▸ TASK DIRECTIONS
Once the line containing "self.resume_from_checkpoint(checkpoint);" is found in the entries below, restate it and each following line word for word, stopping after the line containing "use bond_core::script::LockingScript;".

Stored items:
______

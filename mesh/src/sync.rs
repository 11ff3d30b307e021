//! Header/UTXO/block/mempool synchronization state machine.

use bond_core::Block;
use persistence::{Store, Sublevel};
use serde::{Deserialize, Serialize};
use shared::types::NetworkType;
use shared::{BlockchainError, Result};
use std::time::{Duration, Instant};

const SYNC_CHECKPOINT_KEY: &str = "sync_checkpoint";

#[derive(Debug, Clone, Copy, PartialEq, Eq)]
pub enum SyncState {
    Discovering,
    Negotiating,
    HeaderSync,
    UtxoSetSync,
    BlockSync,
    MempoolSync,
    Synchronized,
    ReorgHandling,
}

impl SyncState {
    #[must_use]
    pub const fn can_transition_to(self, next: Self) -> bool {
        use SyncState::{BlockSync, Discovering, HeaderSync, MempoolSync, Negotiating, ReorgHandling, Synchronized, UtxoSetSync};
        match (self, next) {
            (Discovering, Negotiating)
            | (Negotiating, HeaderSync)
            | (HeaderSync, UtxoSetSync)
            | (UtxoSetSync, BlockSync)
            | (BlockSync, MempoolSync)
            | (MempoolSync, Synchronized)
            | (ReorgHandling, HeaderSync) => true,
            (_, ReorgHandling) => true,
            _ => false,
        }
    }
}

/// Recorded progress a paused sync resumes from.
#[derive(Debug, Clone, Default, Serialize, Deserialize)]
pub struct SyncCheckpoint {
    pub header_height: u64,
    pub utxo_delta_cursor: u64,
}

#[derive(Debug, Clone)]
pub struct UtxoSnapshot {
    pub height: u64,
    pub merkle_root: String,
    pub utxo_count: u64,
    pub total_value: u64,
    pub compressed_utxo_batches: Vec<Vec<u8>>,
}

#[derive(Debug, Clone)]
pub struct UtxoDelta {
    pub from_height: u64,
    pub to_height: u64,
    pub created: Vec<Vec<u8>>,
    pub spent: Vec<Vec<u8>>,
}

pub struct SyncConfig {
    pub header_batch_size: u64,
    pub negotiating_timeout: Duration,
    pub min_peers_to_negotiate: usize,
    pub required_protocol_version: String,
    pub required_capability: String,
}

impl Default for SyncConfig {
    fn default() -> Self {
        Self {
            header_batch_size: 100,
            negotiating_timeout: Duration::from_secs(30),
            min_peers_to_negotiate: 3,
            required_protocol_version: "2.0.0".to_string(),
            required_capability: "utxo_sync".to_string(),
        }
    }
}

#[derive(Debug, Clone)]
pub struct PeerAnnouncement {
    pub peer_id: String,
    pub protocol_version: String,
    pub capabilities: Vec<String>,
    pub height: u64,
    pub network_type: NetworkType,
}

/// Drives the node through header, UTXO-set, block, and mempool
/// synchronization, one phase at a time.
pub struct SyncMachine {
    state: SyncState,
    config: SyncConfig,
    checkpoint: SyncCheckpoint,
    negotiating_since: Option<Instant>,
}

impl SyncMachine {
    #[must_use]
    pub fn new(config: SyncConfig) -> Self {
        Self { state: SyncState::Discovering, config, checkpoint: SyncCheckpoint::default(), negotiating_since: None }
    }

    #[must_use]
    pub const fn state(&self) -> SyncState {
        self.state
    }

    fn transition(&mut self, next: SyncState) -> Result<()> {
        if !self.state.can_transition_to(next) {
            return Err(BlockchainError::InvalidConfig(format!("cannot transition from {:?} to {:?}", self.state, next)));
        }
        self.state = next;
        Ok(())
    }

    /// Begins negotiation once at least `min_peers_to_negotiate` peers
    /// are known. Fails (without transitioning) if called again after
    /// `negotiating_timeout` has elapsed without enough peers.
    pub fn begin_negotiating(&mut self, known_peers: usize) -> Result<()> {
        if self.state == SyncState::Discovering {
            self.negotiating_since = Some(Instant::now());
        }
        if known_peers < self.config.min_peers_to_negotiate {
            if let Some(started) = self.negotiating_since {
                if started.elapsed() > self.config.negotiating_timeout {
                    return Err(BlockchainError::Timeout("negotiating phase exceeded peer-discovery timeout".to_string()));
                }
            }
            return Err(BlockchainError::InvalidConfig(format!(
                "need at least {} peers to negotiate, have {known_peers}",
                self.config.min_peers_to_negotiate
            )));
        }
        self.transition(SyncState::Negotiating)
    }

    /// Moves into header sync once a qualifying peer announcement is
    /// present (matching protocol version and required capability).
    pub fn begin_header_sync(&mut self, announcements: &[PeerAnnouncement]) -> Result<()> {
        let qualifies = announcements
            .iter()
            .any(|a| a.protocol_version == self.config.required_protocol_version && a.capabilities.iter().any(|c| c == &self.config.required_capability));
        if !qualifies {
            return Err(BlockchainError::InvalidConfig(
                "no peer announces the required protocol version and utxo_sync capability".to_string(),
            ));
        }
        self.transition(SyncState::HeaderSync)
    }

    /// Validates one header batch as a chain before it would be
    /// appended: sequential index, linked `previous_hash`, and
    /// proof-of-work for non-genesis, non-zero-difficulty blocks.
    pub fn validate_header_batch(&self, tip: &Block, batch: &[Block]) -> Result<()> {
        let mut previous = tip;
        for header in batch {
            let errors = header.validate_against_previous(previous);
            if !errors.is_empty() {
                return Err(BlockchainError::InvalidBlock(errors.join("; ")));
            }
            if header.difficulty > 0 && !header.is_genesis() && !header.hash.meets_difficulty(header.difficulty) {
                return Err(BlockchainError::InvalidBlock(format!("header {} does not meet its own difficulty", header.index)));
            }
            previous = header;
        }
        Ok(())
    }

    pub fn advance_header_checkpoint(&mut self, height: u64) {
        self.checkpoint.header_height = height;
    }

    pub fn begin_utxo_set_sync(&mut self) -> Result<()> {
        self.transition(SyncState::UtxoSetSync)
    }

    pub fn begin_block_sync(&mut self) -> Result<()> {
        self.transition(SyncState::BlockSync)
    }

    pub fn begin_mempool_sync(&mut self) -> Result<()> {
        self.transition(SyncState::MempoolSync)
    }

    /// The set of mempool transaction ids present remotely but not
    /// locally, which must still be pulled.
    #[must_use]
    pub fn mempool_diff(local: &[String], remote: &[String]) -> Vec<String> {
        let local: std::collections::HashSet<&String> = local.iter().collect();
        remote.iter().filter(|id| !local.contains(id)).cloned().collect()
    }

    pub fn finish(&mut self) -> Result<()> {
        self.transition(SyncState::Synchronized)
    }

    /// Enters reorg handling from any state, always returning to
    /// `HEADER_SYNC` afterward.
    pub fn begin_reorg(&mut self) {
        self.state = SyncState::ReorgHandling;
    }

    pub fn resume_after_reorg(&mut self) -> Result<()> {
        self.transition(SyncState::HeaderSync)
    }

    /// Returns to `DISCOVERING`, abandoning any in-flight phase.
    pub fn stop_sync(&mut self) {
        self.state = SyncState::Discovering;
        self.negotiating_since = None;
    }

    #[must_use]
    pub const fn checkpoint(&self) -> &SyncCheckpoint {
        &self.checkpoint
    }

    pub fn resume_from_checkpoint(&mut self, checkpoint: SyncCheckpoint) {
        self.checkpoint = checkpoint;
        self.state = SyncState::HeaderSync;
    }

    /// Persists the current checkpoint so a restart can resume sync
    /// instead of starting over from `DISCOVERING`.
    ///
    /// # Errors
    ///
    /// Returns an error if the store write fails.
    pub async fn persist_checkpoint<S: Store>(&self, store: &S) -> Result<()> {
        store.put_typed(Sublevel::Metadata, SYNC_CHECKPOINT_KEY, &self.checkpoint, false).await
    }

    /// Loads a previously-persisted checkpoint and resumes from it, if
    /// one exists. Leaves the machine untouched otherwise.
    ///
    /// # Errors
    ///
    /// Returns an error if the store read itself fails.
    pub async fn load_and_resume<S: Store>(&mut self, store: &S) -> Result<bool> {
        match store.get_typed::<SyncCheckpoint>(Sublevel::Metadata, SYNC_CHECKPOINT_KEY).await? {
            Some(checkpoint) => {
                self.resume_from_checkpoint(checkpoint);
                Ok(true)
            }
            None => Ok(false),
        }
    }
}

#[cfg(test)]
mod tests {
    use super::*;
    use bond_core::script::LockingScript;
    use bond_core::{Block as B, UTXOTransaction};

    fn genesis() -> B {
        let coinbase = UTXOTransaction::coinbase(LockingScript::Address("lora1a".to_string()), 10, 0);
        B::genesis(0, 1, vec![coinbase])
    }

    #[test]
    fn negotiating_requires_minimum_peer_count() {
        let mut machine = SyncMachine::new(SyncConfig::default());
        assert!(machine.begin_negotiating(1).is_err());
        assert!(machine.begin_negotiating(3).is_ok());
        assert_eq!(machine.state(), SyncState::Negotiating);
    }

    #[test]
    fn header_sync_requires_qualifying_peer_announcement() {
        let mut machine = SyncMachine::new(SyncConfig::default());
        machine.begin_negotiating(3).unwrap();
        let bad = vec![PeerAnnouncement { peer_id: "p".to_string(), protocol_version: "1.0.0".to_string(), capabilities: vec![], height: 5, network_type: NetworkType::Devnet }];
        assert!(machine.begin_header_sync(&bad).is_err());

        let good = vec![PeerAnnouncement { peer_id: "p".to_string(), protocol_version: "2.0.0".to_string(), capabilities: vec!["utxo_sync".to_string()], height: 5, network_type: NetworkType::Devnet }];
        assert!(machine.begin_header_sync(&good).is_ok());
        assert_eq!(machine.state(), SyncState::HeaderSync);
    }

    #[test]
    fn full_happy_path_reaches_synchronized() {
        let mut machine = SyncMachine::new(SyncConfig::default());
        machine.begin_negotiating(3).unwrap();
        let good = vec![PeerAnnouncement { peer_id: "p".to_string(), protocol_version: "2.0.0".to_string(), capabilities: vec!["utxo_sync".to_string()], height: 5, network_type: NetworkType::Devnet }];
        machine.begin_header_sync(&good).unwrap();
        machine.begin_utxo_set_sync().unwrap();
        machine.begin_block_sync().unwrap();
        machine.begin_mempool_sync().unwrap();
        machine.finish().unwrap();
        assert_eq!(machine.state(), SyncState::Synchronized);
    }

    #[test]
    fn reorg_can_be_entered_from_any_state_and_returns_to_header_sync() {
        let mut machine = SyncMachine::new(SyncConfig::default());
        machine.begin_reorg();
        assert_eq!(machine.state(), SyncState::ReorgHandling);
        machine.resume_after_reorg().unwrap();
        assert_eq!(machine.state(), SyncState::HeaderSync);
    }

    #[test]
    fn stop_sync_returns_to_discovering() {
        let mut machine = SyncMachine::new(SyncConfig::default());
        machine.begin_negotiating(3).unwrap();
        machine.stop_sync();
        assert_eq!(machine.state(), SyncState::Discovering);
    }

    #[test]
    fn header_batch_must_link_sequentially() {
        let machine = SyncMachine::new(SyncConfig::default());
        let tip = genesis();
        let coinbase = UTXOTransaction::coinbase(LockingScript::Address("lora1b".to_string()), 10, 1);
        let wrong_index = B::new(5, 1, tip.hash, 1, None, vec![coinbase]);
        assert!(machine.validate_header_batch(&tip, &[wrong_index]).is_err());
    }

    #[test]
    fn mempool_diff_returns_only_missing_ids() {
        let local = vec!["a".to_string(), "b".to_string()];
        let remote = vec!["a".to_string(), "c".to_string()];
        assert_eq!(SyncMachine::mempool_diff(&local, &remote), vec!["c".to_string()]);
    }

    #[tokio::test]
    async fn checkpoint_persists_across_a_fresh_machine() {
        let store = persistence::MemoryStore::new();
        let mut machine = SyncMachine::new(SyncConfig::default());
        machine.advance_header_checkpoint(42);
        machine.persist_checkpoint(&store).await.unwrap();

        let mut resumed = SyncMachine::new(SyncConfig::default());
        assert!(resumed.load_and_resume(&store).await.unwrap());
        assert_eq!(resumed.state(), SyncState::HeaderSync);
        assert_eq!(resumed.checkpoint().header_height, 42);
    }

    #[tokio::test]
    async fn load_and_resume_is_a_no_op_when_nothing_was_persisted() {
        let store = persistence::MemoryStore::new();
        let mut machine = SyncMachine::new(SyncConfig::default());
        assert!(!machine.load_and_resume(&store).await.unwrap());
        assert_eq!(machine.state(), SyncState::Discovering);
    }
}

______

▸ YOUR RESPONSE
                self.resume_from_checkpoint(checkpoint);
                Ok(true)
            }
            None => Ok(false),
        }
    }
}

#[cfg(test)]
mod tests {
    use super::*;
    use bond_core::script::LockingScript;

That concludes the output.